Cheapest business insurance

The cheapest business insurance depends entirely on what you do. A freelance consultant pays a fraction of what a contractor pays. The right question isn't 'who's cheapest' — it's 'who's cheapest for businesses like mine.'

Cheapest carriers by business type

For low-risk professional services (consultants, designers, software developers, accountants):

  • Hiscox — direct online quoting, often cheapest for solo professionals and small firms
  • Next Insurance — digital-first, fast underwriting
  • Thimble — short-term and on-demand coverage, useful for one-off projects
  • biBERK (Berkshire Hathaway) — competitive for established small businesses

For trades and contractors:

  • The Hartford — strong appetite for tradespeople, competitive pricing
  • Travelers — broad availability for general contractors and specialty trades
  • Liberty Mutual — well-regarded for construction-related risks

For restaurants and retail:

  • State Farm — competitive small-business BOP pricing
  • The Hartford — broad coverage for food service and retail
  • Nationwide — competitive in many states

For healthcare professionals:

  • The Doctors Company — physicians, dentists, allied health
  • CNA — healthcare professional liability
  • NSO / HPSO — for nurses and allied health professionals

What drives your price

Commercial insurance pricing varies more by classification than by carrier:

  • Industry code (SIC/NAICS) — your actual business classification drives most pricing
  • Revenue — higher revenue = higher exposure = higher premium
  • Number of employees — drives workers' comp directly
  • State — state-specific regulations and claim frequency
  • Years in business — established businesses often get better rates than startups
  • Loss history — prior claims significantly affect renewals
  • Coverage limits — higher limits raise premium but at decreasing marginal cost

How to actually get the cheapest rate

  1. Get a BOP (Business Owner's Policy) if you qualify. Bundles general liability + commercial property + business interruption at a meaningful discount vs. buying separately. Most small businesses qualify.
  2. Shop 3-5 carriers through an independent commercial broker. Commercial brokers represent multiple carriers and can shop your specific risk profile.
  3. Classify your business correctly. Many businesses are paying premiums for the wrong classification. A misclassified business can be paying 30%+ more than necessary.
  4. Match your limits to your actual risk.
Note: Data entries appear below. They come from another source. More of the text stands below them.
// SPDX-License-Identifier: MIT OR Apache-2.0
//! Reload and outbox observability counters.

use mu_outbox::OutboxObserver;
use std::collections::BTreeMap;
use std::sync::Arc;
use std::sync::atomic::{AtomicU64, Ordering};

/// Control-plane counters surfaced by `/api/status`.
#[derive(Debug, Default)]
pub struct ReloadCounters {
    reload_success_total: AtomicU64,
    reload_failure_total: AtomicU64,
    reload_drain_duration_ms_total: AtomicU64,
    reload_drain_duration_samples_total: AtomicU64,
    duplicate_signal_total: AtomicU64,
    drop_signal_total: AtomicU64,
}

impl ReloadCounters {
    /// Record a completed reload.
    pub fn reload_success(&self) {
        self.reload_success_total.fetch_add(1, Ordering::Relaxed);
    }

    /// Record a failed reload.
    pub fn reload_failure(&self) {
        self.reload_failure_total.fetch_add(1, Ordering::Relaxed);
    }

    /// Record one drain duration sample.
    pub fn drain_sample(&self, elapsed_ms: u64) {
        self.reload_drain_duration_ms_total
            .fetch_add(elapsed_ms, Ordering::Relaxed);
        self.reload_drain_duration_samples_total
            .fetch_add(1, Ordering::Relaxed);
    }

    /// Record an outbox dedupe hit.
    pub fn duplicate_signal(&self) {
        self.duplicate_signal_total.fetch_add(1, Ordering::Relaxed);
    }

    /// Record an outbox dead-letter drop.
    pub fn drop_signal(&self) {
        self.drop_signal_total.fetch_add(1, Ordering::Relaxed);
    }

    /// Deterministic snapshot for the status API.
    pub fn snapshot(&self) -> BTreeMap<String, u64> {
        let mut map = BTreeMap::new();
        map.insert(
            "reload_success_total".to_string(),
            self.reload_success_total.load(Ordering::Relaxed),
        );
        map.insert(
            "reload_failure_total".to_string(),
            self.reload_failure_total.load(Ordering::Relaxed),
        );
        map.insert(
            "reload_drain_duration_ms_total".to_string(),
            self.reload_drain_duration_ms_total.load(Ordering::Relaxed),
        );
        map.insert(
            "reload_drain_duration_samples_total".to_string(),
            self.reload_drain_duration_samples_total
                .load(Ordering::Relaxed),
        );
        map.insert(
            "duplicate_signal_total".to_string(),
            self.duplicate_signal_total.load(Ordering::Relaxed),
        );
        map.insert(
            "drop_signal_total".to_string(),
            self.drop_signal_total.load(Ordering::Relaxed),
        );
        map
    }
}

/// Bridges the outbox observer seam into the shared counters.
#[derive(Clone)]
pub struct CountersObserver(pub Arc<ReloadCounters>);

impl OutboxObserver for CountersObserver {
    fn duplicate_signal(&self, _dedupe_key: &str, _outbox_id: &str) {
        self.0.duplicate_signal();
    }

    fn drop_signal(&self, _outbox_id: &str, _reason: &str) {
        self.0.drop_signal();
    }
}

#[cfg(test)]
mod tests {
    use super::*;

    #[test]
    fn snapshot_has_all_counter_keys() {
        let counters = ReloadCounters::default();
        counters.reload_success();
        counters.reload_failure();
        counters.drain_sample(12);
        counters.drain_sample(8);
        counters.duplicate_signal();
        counters.drop_signal();

        let snap = counters.snapshot();
        assert_eq!(snap["reload_success_total"], 1);
        assert_eq!(snap["reload_failure_total"], 1);
        assert_eq!(snap["reload_drain_duration_ms_total"], 20);
        assert_eq!(snap["reload_drain_duration_samples_total"], 2);
        assert_eq!(snap["duplicate_signal_total"], 1);
        assert_eq!(snap["drop_signal_total"], 1);
    }

    #[test]
    fn observer_bridges_signals() {
        let counters = Arc::new(ReloadCounters::default());
        let observer = CountersObserver(Arc::clone(&counters));
        OutboxObserver::duplicate_signal(&observer, "k", "out-1");
        OutboxObserver::drop_signal(&observer, "out-1", "boom");
        let snap = counters.snapshot();
        assert_eq!(snap["duplicate_signal_total"], 1);
        assert_eq!(snap["drop_signal_total"], 1);
    }
}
Buying $2M of GL when $1M is appropriate is wasted premium. Buying $300K when your contracts require $1M means you're under-insured.
  5. Higher deductibles on property: $1,000 vs $500 typically saves 10-15%.
  6. Pay annually. Saves 3-7% over monthly.
  7. Bundle workers' comp with your other coverage if your state allows it.

Cheap isn't always smart

Commercial insurance is where buying purely on price most often backfires:

  • Underinsured GL limits can cost you a contract — many B2B contracts require $1M-$2M per occurrence as a minimum vendor requirement
  • Missing professional liability when you provide professional services or advice — GL doesn't cover financial losses from your work
  • No cyber coverage if you handle any customer data — typical small-business breach costs $120K-$1.2M
  • Wrong industry classification can trigger claim denials if your actual operations don't match the policy

The cheapest policy that meets your actual needs is the right answer. The cheapest policy that doesn't is a future problem.